**Input for this task**
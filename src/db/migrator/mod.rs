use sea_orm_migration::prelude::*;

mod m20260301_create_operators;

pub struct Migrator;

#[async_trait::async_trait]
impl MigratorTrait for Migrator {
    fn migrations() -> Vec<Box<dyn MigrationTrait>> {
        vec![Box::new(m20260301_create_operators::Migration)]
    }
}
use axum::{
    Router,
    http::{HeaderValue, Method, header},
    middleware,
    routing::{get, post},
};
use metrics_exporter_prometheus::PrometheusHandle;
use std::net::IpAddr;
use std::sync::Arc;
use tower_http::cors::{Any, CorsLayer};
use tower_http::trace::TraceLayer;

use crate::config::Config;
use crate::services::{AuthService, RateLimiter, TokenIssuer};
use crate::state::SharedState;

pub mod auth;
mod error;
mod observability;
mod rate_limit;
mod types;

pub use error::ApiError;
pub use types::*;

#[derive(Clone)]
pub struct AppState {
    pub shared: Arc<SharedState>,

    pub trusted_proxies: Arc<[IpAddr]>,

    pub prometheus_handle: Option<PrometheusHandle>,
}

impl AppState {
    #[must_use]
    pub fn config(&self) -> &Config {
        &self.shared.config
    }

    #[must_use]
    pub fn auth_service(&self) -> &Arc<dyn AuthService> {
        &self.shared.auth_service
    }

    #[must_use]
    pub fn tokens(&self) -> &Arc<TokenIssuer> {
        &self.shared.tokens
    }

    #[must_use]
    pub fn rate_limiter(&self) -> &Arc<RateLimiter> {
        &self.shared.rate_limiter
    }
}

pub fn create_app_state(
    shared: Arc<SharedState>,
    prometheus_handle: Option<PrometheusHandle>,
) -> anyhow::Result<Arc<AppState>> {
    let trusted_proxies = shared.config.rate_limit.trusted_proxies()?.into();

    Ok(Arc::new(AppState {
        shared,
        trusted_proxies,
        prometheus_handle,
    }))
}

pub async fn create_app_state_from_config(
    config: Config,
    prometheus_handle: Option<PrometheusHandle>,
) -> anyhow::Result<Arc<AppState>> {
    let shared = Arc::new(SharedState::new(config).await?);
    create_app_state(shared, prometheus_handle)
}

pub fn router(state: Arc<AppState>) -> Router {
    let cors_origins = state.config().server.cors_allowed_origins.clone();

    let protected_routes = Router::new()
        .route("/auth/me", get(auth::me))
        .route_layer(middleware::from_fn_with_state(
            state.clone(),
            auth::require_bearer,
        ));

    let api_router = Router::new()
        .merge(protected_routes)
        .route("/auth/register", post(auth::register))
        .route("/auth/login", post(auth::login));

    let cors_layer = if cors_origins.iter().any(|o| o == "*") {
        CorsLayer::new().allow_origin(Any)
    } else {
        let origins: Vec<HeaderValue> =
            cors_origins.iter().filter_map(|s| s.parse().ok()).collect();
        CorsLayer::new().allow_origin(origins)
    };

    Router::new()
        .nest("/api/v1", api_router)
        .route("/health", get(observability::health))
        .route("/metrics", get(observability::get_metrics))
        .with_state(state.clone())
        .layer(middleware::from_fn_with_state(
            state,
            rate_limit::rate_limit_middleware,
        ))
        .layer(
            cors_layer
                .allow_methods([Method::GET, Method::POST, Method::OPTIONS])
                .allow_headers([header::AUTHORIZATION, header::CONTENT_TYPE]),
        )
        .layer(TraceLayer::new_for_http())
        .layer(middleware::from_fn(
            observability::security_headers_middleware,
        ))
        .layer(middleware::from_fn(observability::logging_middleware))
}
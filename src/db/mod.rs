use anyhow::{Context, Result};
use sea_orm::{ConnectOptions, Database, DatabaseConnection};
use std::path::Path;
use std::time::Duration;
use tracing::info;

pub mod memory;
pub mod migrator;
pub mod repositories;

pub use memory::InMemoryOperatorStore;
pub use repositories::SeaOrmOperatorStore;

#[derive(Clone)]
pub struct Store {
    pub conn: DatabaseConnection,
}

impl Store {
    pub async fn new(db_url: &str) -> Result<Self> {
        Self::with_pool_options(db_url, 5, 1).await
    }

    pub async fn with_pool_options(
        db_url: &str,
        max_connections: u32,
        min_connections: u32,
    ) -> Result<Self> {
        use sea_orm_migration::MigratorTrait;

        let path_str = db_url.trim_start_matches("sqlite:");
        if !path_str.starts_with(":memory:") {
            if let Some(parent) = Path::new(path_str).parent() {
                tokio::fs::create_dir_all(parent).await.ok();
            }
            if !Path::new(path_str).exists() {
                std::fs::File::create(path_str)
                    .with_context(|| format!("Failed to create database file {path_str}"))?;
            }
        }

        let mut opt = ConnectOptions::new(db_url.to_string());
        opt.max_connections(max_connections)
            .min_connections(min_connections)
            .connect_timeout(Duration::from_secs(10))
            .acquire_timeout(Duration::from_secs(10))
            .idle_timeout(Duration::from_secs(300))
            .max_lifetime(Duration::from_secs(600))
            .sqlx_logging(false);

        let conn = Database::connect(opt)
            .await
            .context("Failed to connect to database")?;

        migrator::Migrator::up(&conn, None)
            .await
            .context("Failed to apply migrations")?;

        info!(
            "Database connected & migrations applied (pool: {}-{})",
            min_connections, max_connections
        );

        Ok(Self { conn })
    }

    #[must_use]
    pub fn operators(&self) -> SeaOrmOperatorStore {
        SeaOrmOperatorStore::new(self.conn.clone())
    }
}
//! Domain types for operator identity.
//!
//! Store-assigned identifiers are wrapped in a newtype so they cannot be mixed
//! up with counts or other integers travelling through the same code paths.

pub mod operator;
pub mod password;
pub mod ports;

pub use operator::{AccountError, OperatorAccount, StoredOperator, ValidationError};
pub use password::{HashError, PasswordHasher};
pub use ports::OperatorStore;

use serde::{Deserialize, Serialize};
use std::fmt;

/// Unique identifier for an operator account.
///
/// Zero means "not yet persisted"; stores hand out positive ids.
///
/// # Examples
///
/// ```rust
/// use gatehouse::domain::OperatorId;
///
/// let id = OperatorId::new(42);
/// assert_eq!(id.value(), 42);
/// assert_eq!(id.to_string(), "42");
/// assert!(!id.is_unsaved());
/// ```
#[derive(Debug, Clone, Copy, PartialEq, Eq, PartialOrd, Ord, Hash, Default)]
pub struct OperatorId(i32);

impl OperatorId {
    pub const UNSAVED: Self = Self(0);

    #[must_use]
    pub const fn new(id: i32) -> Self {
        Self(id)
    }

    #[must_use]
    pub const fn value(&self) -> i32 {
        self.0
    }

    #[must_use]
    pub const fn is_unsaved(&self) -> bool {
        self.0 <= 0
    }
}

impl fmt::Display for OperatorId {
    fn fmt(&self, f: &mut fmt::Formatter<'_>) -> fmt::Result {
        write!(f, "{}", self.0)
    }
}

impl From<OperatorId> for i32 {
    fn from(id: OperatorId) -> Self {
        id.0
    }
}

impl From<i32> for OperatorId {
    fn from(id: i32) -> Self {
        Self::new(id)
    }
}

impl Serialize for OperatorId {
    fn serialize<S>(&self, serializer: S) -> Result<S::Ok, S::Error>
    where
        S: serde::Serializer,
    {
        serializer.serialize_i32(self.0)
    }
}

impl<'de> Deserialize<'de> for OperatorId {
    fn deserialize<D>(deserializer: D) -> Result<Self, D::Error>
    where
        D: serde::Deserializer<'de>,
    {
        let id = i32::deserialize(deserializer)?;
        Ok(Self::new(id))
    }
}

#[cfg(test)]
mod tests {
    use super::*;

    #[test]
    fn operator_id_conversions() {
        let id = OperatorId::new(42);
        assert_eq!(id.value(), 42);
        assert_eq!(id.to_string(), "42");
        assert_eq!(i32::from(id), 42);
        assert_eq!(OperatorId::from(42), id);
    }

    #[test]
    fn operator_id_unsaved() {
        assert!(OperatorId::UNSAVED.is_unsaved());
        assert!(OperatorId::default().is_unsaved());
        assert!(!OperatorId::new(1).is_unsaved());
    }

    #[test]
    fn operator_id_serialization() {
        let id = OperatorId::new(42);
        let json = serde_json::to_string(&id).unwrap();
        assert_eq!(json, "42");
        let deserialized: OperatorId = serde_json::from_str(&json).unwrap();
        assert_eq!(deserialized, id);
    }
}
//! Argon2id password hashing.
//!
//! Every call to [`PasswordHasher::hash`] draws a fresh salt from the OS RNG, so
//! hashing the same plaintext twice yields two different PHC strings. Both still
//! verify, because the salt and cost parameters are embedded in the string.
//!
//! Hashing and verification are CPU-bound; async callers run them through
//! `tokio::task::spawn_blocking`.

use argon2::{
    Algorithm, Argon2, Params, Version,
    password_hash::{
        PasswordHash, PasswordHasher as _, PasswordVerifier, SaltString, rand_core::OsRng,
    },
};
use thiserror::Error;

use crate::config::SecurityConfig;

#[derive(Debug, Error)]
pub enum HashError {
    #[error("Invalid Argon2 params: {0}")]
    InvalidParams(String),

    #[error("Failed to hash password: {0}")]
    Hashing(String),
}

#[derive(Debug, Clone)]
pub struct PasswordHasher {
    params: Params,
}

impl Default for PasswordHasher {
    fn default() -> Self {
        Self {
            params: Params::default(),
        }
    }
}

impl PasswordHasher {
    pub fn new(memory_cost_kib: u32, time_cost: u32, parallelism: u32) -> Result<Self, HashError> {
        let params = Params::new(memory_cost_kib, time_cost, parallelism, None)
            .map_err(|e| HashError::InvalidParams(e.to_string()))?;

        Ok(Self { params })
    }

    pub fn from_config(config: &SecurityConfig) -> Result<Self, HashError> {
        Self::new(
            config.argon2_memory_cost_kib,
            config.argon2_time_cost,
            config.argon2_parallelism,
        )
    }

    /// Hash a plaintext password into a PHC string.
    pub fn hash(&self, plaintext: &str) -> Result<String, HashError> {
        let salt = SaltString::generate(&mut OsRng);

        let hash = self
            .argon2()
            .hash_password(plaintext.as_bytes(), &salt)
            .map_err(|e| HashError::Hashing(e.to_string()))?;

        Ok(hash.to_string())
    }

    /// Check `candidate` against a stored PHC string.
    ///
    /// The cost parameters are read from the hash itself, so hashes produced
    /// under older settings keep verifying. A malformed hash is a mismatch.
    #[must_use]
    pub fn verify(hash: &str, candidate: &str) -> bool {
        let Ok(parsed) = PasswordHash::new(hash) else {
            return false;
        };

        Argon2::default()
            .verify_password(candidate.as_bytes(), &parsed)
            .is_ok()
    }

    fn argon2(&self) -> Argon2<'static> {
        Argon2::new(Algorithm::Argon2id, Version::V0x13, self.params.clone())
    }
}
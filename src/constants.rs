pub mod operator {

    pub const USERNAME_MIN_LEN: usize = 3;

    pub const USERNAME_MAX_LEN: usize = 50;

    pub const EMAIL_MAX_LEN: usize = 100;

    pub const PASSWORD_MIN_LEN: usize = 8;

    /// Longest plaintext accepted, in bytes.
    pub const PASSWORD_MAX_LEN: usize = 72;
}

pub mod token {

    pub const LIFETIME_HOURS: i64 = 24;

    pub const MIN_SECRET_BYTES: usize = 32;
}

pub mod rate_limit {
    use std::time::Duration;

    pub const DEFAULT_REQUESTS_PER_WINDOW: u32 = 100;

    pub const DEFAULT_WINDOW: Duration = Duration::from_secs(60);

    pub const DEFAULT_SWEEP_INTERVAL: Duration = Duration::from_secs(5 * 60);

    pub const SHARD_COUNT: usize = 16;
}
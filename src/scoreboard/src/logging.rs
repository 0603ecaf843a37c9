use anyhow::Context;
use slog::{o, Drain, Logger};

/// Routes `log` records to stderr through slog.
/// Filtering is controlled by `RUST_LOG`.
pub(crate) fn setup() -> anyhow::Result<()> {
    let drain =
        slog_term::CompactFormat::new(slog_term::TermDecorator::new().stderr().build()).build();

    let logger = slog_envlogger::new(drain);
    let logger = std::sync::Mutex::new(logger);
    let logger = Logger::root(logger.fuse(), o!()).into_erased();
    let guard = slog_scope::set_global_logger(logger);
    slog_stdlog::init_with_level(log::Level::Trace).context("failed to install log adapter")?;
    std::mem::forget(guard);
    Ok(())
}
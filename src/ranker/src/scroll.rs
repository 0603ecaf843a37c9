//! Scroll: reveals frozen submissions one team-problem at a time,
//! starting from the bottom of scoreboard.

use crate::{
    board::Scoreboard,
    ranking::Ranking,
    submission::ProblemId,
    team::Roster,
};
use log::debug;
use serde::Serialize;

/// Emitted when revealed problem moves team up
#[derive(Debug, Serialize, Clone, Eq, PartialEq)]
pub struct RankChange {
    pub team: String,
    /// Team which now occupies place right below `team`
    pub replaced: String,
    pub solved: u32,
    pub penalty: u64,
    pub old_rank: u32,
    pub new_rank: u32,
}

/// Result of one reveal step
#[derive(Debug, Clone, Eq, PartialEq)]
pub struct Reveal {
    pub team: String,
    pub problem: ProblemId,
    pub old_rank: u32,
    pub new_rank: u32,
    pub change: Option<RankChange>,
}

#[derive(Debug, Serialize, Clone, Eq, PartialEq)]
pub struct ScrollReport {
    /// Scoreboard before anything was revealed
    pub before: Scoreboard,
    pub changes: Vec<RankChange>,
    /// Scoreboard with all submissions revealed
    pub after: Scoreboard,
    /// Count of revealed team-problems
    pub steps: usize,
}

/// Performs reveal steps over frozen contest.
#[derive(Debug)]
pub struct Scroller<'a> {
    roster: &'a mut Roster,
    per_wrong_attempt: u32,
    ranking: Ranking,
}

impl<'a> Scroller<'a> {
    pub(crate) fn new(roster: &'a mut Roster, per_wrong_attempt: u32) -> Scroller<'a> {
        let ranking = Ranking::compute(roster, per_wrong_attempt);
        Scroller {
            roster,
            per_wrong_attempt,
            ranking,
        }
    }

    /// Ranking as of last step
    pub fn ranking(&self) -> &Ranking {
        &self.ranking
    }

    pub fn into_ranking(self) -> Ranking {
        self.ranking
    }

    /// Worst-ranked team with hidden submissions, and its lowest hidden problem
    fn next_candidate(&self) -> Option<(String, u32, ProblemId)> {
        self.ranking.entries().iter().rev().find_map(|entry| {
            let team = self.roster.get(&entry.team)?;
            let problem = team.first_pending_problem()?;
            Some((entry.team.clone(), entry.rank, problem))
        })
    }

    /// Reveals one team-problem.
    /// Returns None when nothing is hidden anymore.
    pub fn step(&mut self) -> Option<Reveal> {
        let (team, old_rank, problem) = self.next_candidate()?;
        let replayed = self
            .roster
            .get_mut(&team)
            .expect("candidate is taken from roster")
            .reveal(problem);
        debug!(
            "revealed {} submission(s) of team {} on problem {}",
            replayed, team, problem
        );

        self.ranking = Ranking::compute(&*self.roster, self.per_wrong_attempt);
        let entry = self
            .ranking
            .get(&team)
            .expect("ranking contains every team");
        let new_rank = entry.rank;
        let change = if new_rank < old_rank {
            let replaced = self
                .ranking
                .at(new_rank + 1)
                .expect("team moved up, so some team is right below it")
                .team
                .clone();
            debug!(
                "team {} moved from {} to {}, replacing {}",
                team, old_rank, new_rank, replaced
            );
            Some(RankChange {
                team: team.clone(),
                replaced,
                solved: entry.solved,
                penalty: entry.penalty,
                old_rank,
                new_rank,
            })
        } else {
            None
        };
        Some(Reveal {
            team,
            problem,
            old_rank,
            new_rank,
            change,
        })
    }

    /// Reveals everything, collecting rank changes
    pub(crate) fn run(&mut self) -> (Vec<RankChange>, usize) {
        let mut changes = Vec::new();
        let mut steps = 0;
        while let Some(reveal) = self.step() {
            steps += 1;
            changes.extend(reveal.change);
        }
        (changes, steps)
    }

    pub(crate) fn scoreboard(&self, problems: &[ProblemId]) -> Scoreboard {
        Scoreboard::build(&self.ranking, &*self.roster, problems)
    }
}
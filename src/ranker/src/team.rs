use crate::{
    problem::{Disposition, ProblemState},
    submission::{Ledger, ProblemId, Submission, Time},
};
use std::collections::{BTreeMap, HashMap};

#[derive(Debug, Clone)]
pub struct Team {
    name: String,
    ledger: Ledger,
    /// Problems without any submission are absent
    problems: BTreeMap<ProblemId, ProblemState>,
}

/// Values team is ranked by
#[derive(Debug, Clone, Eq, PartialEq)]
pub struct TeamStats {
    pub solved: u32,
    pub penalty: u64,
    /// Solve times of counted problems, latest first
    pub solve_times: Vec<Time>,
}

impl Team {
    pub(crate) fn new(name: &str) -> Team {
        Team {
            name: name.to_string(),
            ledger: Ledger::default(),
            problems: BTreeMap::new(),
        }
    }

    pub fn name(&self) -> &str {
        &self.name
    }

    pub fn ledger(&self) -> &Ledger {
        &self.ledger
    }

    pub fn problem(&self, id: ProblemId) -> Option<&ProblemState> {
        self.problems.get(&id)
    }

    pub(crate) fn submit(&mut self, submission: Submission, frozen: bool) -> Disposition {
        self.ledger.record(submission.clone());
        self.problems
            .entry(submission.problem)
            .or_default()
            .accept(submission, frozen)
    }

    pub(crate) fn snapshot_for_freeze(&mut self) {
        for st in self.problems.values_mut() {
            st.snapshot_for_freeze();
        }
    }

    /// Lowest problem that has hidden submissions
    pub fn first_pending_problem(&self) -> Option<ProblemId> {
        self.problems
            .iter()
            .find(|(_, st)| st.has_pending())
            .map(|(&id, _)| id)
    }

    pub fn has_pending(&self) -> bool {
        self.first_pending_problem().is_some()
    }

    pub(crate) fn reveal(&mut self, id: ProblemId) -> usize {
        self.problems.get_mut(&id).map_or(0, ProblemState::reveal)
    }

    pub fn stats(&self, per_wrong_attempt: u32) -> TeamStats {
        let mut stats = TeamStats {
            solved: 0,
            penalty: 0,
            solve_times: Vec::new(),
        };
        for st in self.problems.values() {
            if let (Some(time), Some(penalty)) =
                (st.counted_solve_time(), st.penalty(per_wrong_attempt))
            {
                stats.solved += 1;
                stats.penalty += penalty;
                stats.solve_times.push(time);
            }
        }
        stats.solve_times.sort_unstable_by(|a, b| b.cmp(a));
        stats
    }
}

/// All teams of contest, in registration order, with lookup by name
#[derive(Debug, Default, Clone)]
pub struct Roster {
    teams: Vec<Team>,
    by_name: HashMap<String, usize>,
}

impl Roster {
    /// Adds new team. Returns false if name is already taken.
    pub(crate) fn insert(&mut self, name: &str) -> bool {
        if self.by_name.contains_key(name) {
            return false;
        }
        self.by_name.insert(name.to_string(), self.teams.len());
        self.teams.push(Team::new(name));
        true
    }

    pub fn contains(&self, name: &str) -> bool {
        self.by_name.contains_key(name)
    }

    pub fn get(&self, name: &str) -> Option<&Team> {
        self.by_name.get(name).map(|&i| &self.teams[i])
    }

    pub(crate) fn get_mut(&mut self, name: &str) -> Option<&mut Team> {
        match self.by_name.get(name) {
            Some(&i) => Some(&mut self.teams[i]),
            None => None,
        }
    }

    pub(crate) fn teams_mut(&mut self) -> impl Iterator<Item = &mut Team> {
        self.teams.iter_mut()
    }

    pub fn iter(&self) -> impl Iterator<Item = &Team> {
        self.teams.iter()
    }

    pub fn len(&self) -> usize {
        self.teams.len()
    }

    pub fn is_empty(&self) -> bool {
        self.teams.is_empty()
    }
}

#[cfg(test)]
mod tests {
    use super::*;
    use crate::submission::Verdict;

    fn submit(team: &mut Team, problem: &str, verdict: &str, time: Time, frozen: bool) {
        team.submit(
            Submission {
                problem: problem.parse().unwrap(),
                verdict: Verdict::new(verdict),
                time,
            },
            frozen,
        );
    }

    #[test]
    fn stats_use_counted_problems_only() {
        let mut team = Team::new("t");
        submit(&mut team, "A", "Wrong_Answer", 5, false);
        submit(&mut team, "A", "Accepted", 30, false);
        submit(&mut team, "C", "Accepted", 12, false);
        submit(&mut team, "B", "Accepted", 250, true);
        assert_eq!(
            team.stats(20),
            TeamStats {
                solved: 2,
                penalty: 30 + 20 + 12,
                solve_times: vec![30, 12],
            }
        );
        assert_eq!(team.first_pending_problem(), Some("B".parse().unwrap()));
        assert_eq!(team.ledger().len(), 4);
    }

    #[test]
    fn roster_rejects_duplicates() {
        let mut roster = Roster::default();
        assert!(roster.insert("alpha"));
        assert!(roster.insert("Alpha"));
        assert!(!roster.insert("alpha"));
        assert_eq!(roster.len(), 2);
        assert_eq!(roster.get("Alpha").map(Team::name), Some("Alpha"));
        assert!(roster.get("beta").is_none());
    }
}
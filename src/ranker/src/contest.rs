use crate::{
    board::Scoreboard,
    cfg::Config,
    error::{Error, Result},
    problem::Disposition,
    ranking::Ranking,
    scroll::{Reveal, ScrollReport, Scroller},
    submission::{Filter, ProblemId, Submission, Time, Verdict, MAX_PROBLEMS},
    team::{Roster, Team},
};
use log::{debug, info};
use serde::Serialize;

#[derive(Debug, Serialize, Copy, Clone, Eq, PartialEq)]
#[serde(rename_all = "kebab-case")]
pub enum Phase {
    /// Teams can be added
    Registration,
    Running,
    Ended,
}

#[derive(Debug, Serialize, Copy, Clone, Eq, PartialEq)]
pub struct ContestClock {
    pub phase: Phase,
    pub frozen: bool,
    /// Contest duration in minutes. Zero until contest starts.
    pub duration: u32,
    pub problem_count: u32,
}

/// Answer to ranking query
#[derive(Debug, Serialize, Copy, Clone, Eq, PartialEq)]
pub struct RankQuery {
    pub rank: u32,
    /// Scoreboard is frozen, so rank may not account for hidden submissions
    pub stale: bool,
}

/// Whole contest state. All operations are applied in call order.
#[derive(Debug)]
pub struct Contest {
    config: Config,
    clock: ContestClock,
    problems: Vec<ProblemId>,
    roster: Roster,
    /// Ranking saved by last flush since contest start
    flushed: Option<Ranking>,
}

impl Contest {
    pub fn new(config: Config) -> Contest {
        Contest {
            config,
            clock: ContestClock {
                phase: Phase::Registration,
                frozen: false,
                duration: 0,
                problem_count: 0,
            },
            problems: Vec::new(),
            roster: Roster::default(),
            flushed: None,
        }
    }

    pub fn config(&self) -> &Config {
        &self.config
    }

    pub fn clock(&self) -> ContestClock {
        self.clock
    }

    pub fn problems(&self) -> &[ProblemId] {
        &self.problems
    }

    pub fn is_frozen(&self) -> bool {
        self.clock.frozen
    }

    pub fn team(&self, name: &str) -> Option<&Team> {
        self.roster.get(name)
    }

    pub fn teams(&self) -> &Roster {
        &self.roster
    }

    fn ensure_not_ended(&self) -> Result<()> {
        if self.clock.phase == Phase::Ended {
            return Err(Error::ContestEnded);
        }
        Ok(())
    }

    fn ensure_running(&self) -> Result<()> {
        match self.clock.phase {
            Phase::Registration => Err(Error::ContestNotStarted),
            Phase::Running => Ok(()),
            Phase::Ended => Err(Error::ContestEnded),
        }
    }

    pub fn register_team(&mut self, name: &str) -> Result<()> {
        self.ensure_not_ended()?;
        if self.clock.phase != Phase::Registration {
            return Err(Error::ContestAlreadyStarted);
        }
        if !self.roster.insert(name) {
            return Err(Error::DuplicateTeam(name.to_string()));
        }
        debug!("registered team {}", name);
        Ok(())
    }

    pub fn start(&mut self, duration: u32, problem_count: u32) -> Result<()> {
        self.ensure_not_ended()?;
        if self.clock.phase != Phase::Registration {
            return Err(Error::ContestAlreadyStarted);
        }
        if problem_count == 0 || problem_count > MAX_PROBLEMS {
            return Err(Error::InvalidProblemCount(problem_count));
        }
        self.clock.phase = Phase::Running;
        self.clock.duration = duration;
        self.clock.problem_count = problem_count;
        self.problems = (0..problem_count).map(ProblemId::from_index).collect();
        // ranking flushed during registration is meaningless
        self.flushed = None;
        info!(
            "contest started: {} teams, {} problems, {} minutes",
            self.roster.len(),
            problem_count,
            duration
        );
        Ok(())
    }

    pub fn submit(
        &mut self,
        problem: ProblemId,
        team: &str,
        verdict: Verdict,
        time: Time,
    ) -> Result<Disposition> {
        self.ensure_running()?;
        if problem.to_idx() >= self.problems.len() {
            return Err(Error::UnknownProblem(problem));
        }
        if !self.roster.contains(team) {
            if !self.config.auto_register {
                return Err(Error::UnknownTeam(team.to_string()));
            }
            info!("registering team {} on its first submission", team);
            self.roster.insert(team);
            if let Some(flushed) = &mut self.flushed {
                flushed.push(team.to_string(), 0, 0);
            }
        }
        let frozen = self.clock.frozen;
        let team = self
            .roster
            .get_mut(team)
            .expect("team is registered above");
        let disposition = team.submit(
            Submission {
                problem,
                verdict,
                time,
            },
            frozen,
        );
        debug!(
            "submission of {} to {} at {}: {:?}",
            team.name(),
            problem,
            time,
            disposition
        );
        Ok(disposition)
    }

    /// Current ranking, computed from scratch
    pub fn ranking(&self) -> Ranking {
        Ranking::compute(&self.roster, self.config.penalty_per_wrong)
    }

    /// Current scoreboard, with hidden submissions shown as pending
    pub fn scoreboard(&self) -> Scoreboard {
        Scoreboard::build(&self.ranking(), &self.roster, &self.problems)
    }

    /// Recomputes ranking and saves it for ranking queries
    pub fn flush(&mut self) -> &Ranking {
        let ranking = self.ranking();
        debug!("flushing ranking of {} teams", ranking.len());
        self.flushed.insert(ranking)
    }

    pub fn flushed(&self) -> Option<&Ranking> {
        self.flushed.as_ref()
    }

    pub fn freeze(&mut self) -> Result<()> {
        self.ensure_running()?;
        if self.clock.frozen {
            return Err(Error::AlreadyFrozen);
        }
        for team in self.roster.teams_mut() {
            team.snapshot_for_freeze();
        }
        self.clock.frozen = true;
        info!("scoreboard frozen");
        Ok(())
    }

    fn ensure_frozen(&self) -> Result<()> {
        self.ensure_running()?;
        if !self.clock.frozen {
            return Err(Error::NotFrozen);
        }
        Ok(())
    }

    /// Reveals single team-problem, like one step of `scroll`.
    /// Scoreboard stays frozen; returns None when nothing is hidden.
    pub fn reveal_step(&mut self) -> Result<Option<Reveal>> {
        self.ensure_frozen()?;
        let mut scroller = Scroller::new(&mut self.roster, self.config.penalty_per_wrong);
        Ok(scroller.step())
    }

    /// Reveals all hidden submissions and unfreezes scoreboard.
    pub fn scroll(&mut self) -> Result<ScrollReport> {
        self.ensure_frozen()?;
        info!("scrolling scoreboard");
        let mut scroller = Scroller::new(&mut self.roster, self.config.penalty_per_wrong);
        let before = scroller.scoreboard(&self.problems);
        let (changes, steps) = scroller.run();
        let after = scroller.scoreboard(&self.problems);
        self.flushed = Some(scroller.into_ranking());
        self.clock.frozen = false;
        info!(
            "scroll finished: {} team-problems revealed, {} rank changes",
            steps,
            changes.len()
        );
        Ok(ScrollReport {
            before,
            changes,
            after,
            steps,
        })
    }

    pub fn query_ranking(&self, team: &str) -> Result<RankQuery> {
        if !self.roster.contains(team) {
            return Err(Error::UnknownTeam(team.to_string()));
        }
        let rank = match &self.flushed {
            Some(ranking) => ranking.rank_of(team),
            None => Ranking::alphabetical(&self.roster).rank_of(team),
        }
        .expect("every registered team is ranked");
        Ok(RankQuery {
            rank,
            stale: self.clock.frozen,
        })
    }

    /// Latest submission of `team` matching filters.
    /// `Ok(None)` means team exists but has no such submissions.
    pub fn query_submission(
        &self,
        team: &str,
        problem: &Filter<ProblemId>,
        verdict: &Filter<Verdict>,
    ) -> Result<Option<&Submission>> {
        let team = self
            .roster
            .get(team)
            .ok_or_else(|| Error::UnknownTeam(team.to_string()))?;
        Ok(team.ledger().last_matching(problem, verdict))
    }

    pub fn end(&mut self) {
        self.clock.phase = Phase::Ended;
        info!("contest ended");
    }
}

**Work required**
Reproduce only this range: the first line of the data above through the line with "pub fn router(state: Arc<AppState>)", both included, exactly as written.

**Your solution**
filename src/db/migrator/mod.rs
use sea_orm_migration::prelude::*;

mod m20260301_create_operators;

pub struct Migrator;

#[async_trait::async_trait]
impl MigratorTrait for Migrator {
    fn migrations() -> Vec<Box<dyn MigrationTrait>> {
        vec![Box::new(m20260301_create_operators::Migration)]
    }
}
use axum::{
    Router,
    http::{HeaderValue, Method, header},
    middleware,
    routing::{get, post},
};
use metrics_exporter_prometheus::PrometheusHandle;
use std::net::IpAddr;
use std::sync::Arc;
use tower_http::cors::{Any, CorsLayer};
use tower_http::trace::TraceLayer;

use crate::config::Config;
use crate::services::{AuthService, RateLimiter, TokenIssuer};
use crate::state::SharedState;

pub mod auth;
mod error;
mod observability;
mod rate_limit;
mod types;

pub use error::ApiError;
pub use types::*;

#[derive(Clone)]
pub struct AppState {
    pub shared: Arc<SharedState>,

    pub trusted_proxies: Arc<[IpAddr]>,

    pub prometheus_handle: Option<PrometheusHandle>,
}

impl AppState {
    #[must_use]
    pub fn config(&self) -> &Config {
        &self.shared.config
    }

    #[must_use]
    pub fn auth_service(&self) -> &Arc<dyn AuthService> {
        &self.shared.auth_service
    }

    #[must_use]
    pub fn tokens(&self) -> &Arc<TokenIssuer> {
        &self.shared.tokens
    }

    #[must_use]
    pub fn rate_limiter(&self) -> &Arc<RateLimiter> {
        &self.shared.rate_limiter
    }
}

pub fn create_app_state(
    shared: Arc<SharedState>,
    prometheus_handle: Option<PrometheusHandle>,
) -> anyhow::Result<Arc<AppState>> {
    let trusted_proxies = shared.config.rate_limit.trusted_proxies()?.into();

    Ok(Arc::new(AppState {
        shared,
        trusted_proxies,
        prometheus_handle,
    }))
}

pub async fn create_app_state_from_config(
    config: Config,
    prometheus_handle: Option<PrometheusHandle>,
) -> anyhow::Result<Arc<AppState>> {
    let shared = Arc::new(SharedState::new(config).await?);
    create_app_state(shared, prometheus_handle)
}

pub fn router(state: Arc<AppState>) -> Router {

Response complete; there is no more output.